/// Retry policy configuration with validated bounds
#[derive(Debug, Clone, serde::Serialize, serde::Deserialize)]
pub struct RetryPolicy {
    /// Maximum number of retries after the first attempt
    #[serde(deserialize_with = "bounded_retries")]
    pub max_retries: u32,
    /// Initial backoff duration
    #[serde(deserialize_with = "bounded_delay")]
    pub initial_backoff: Duration,
    /// Maximum backoff duration, also the later delay of a stepped schedule
    #[serde(deserialize_with = "bounded_delay")]
    pub max_backoff: Duration,
    /// Backoff multiplier (e.g., 2.0 for exponential)
    #[serde(deserialize_with = "bounded_multiplier")]
    pub backoff_multiplier: f64,
    /// Jitter factor (0.0 to 1.0)
    #[serde(deserialize_with = "bounded_jitter")]
    pub jitter_factor: f64,
    /// Delay schedule
    pub strategy: BackoffStrategy,
    /// Whether a timed out attempt consumes the retry budget or fails immediately
    #[serde(default = "default_retry_timeouts")]
    pub retry_timeouts: bool,
}

fn default_retry_timeouts() -> bool {
    true
}

impl Default for RetryPolicy {
    fn default() -> Self {
        Self::stepped(3, Duration::from_millis(500), Duration::from_secs(2))
    }
}

impl RetryPolicy {
    /// Calculate the backoff before retry number `attempt` (1-based)
    pub fn next_backoff(&self, attempt: u32) -> Duration {
        if attempt == 0 {
            return Duration::ZERO;
        }

        let base_backoff = match self.strategy {
            BackoffStrategy::Fixed => self.initial_backoff,
            BackoffStrategy::Stepped if attempt == 1 => self.initial_backoff,
            BackoffStrategy::Stepped => self.max_backoff,
            BackoffStrategy::Exponential => {
                let exponent = attempt.saturating_sub(1).min(64) as i32;
                let factor = self.backoff_multiplier.powi(exponent);
                let secs = self.initial_backoff.as_secs_f64() * factor;
                // Overflowing or non-finite growth saturates at the cap
                if secs.is_finite() && secs < self.max_backoff.as_secs_f64() {
                    Duration::from_secs_f64(secs)
                } else {
                    self.max_backoff
                }
            }
        };

        let capped_backoff = base_backoff.min(self.max_backoff);

        if self.jitter_factor == 0.0 {
            return capped_backoff;
        }

        let jitter = capped_backoff.as_secs_f64() * self.jitter_factor * rand::random::<f64>();
        let with_jitter = Duration::from_secs_f64(capped_backoff.as_secs_f64() + jitter);

        debug!(
            "Calculated backoff for attempt {}: {:?} (base: {:?})",
            attempt, with_jitter, base_backoff
        );

        with_jitter
    }

    /// Check if we should retry after `retries_done` retries
    pub fn should_retry(&self, retries_done: u32) -> bool {
        retries_done < self.max_retries
    }

    /// Same schedule with a different retry budget
    pub fn with_max_retries(mut self, max_retries: u32) -> Self {
        self.max_retries = max_retries.min(MAX_RETRY_ATTEMPTS);
        self
    }

    /// Create a policy with no retries
    pub fn no_retry() -> Self {
        Self {
            max_retries: 0,
            ..Default::default()
        }
    }

    /// Create a policy with fixed backoff
    pub fn fixed(max_retries: u32, backoff: Duration) -> Self {
        Self {
            max_retries,
            initial_backoff: backoff,
            max_backoff: backoff,
            backoff_multiplier: 1.0,
            jitter_factor: 0.0,
            strategy: BackoffStrategy::Fixed,
            retry_timeouts: true,
        }
    }

    /// Short delay for the first retry, longer delay for every later one
    pub fn stepped(max_retries: u32, first: Duration, subsequent: Duration) -> Self {
        Self {
            max_retries,
            initial_backoff: first,
            max_backoff: subsequent,
            backoff_multiplier: 1.0,
            jitter_factor: 0.0,
            strategy: BackoffStrategy::Stepped,
            retry_timeouts: true,
        }
    }

    /// Create a policy with exponential backoff
    pub fn exponential(max_retries: u32, initial: Duration, max: Duration) -> Self {
        Self {
            max_retries,
            initial_backoff: initial,
            max_backoff: max,
            backoff_multiplier: 2.0,
            jitter_factor: 0.1,
            strategy: BackoffStrategy::Exponential,
            retry_timeouts: true,
        }
    }
}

────────────────────────────────────────

*EXERCISE INSTRUCTIONS*. For each line above that carries the word "subsequent", copy it out.

*TASK ANSWER*.
    pub fn stepped(max_retries: u32, first: Duration, subsequent: Duration) -> Self {
            max_backoff: subsequent,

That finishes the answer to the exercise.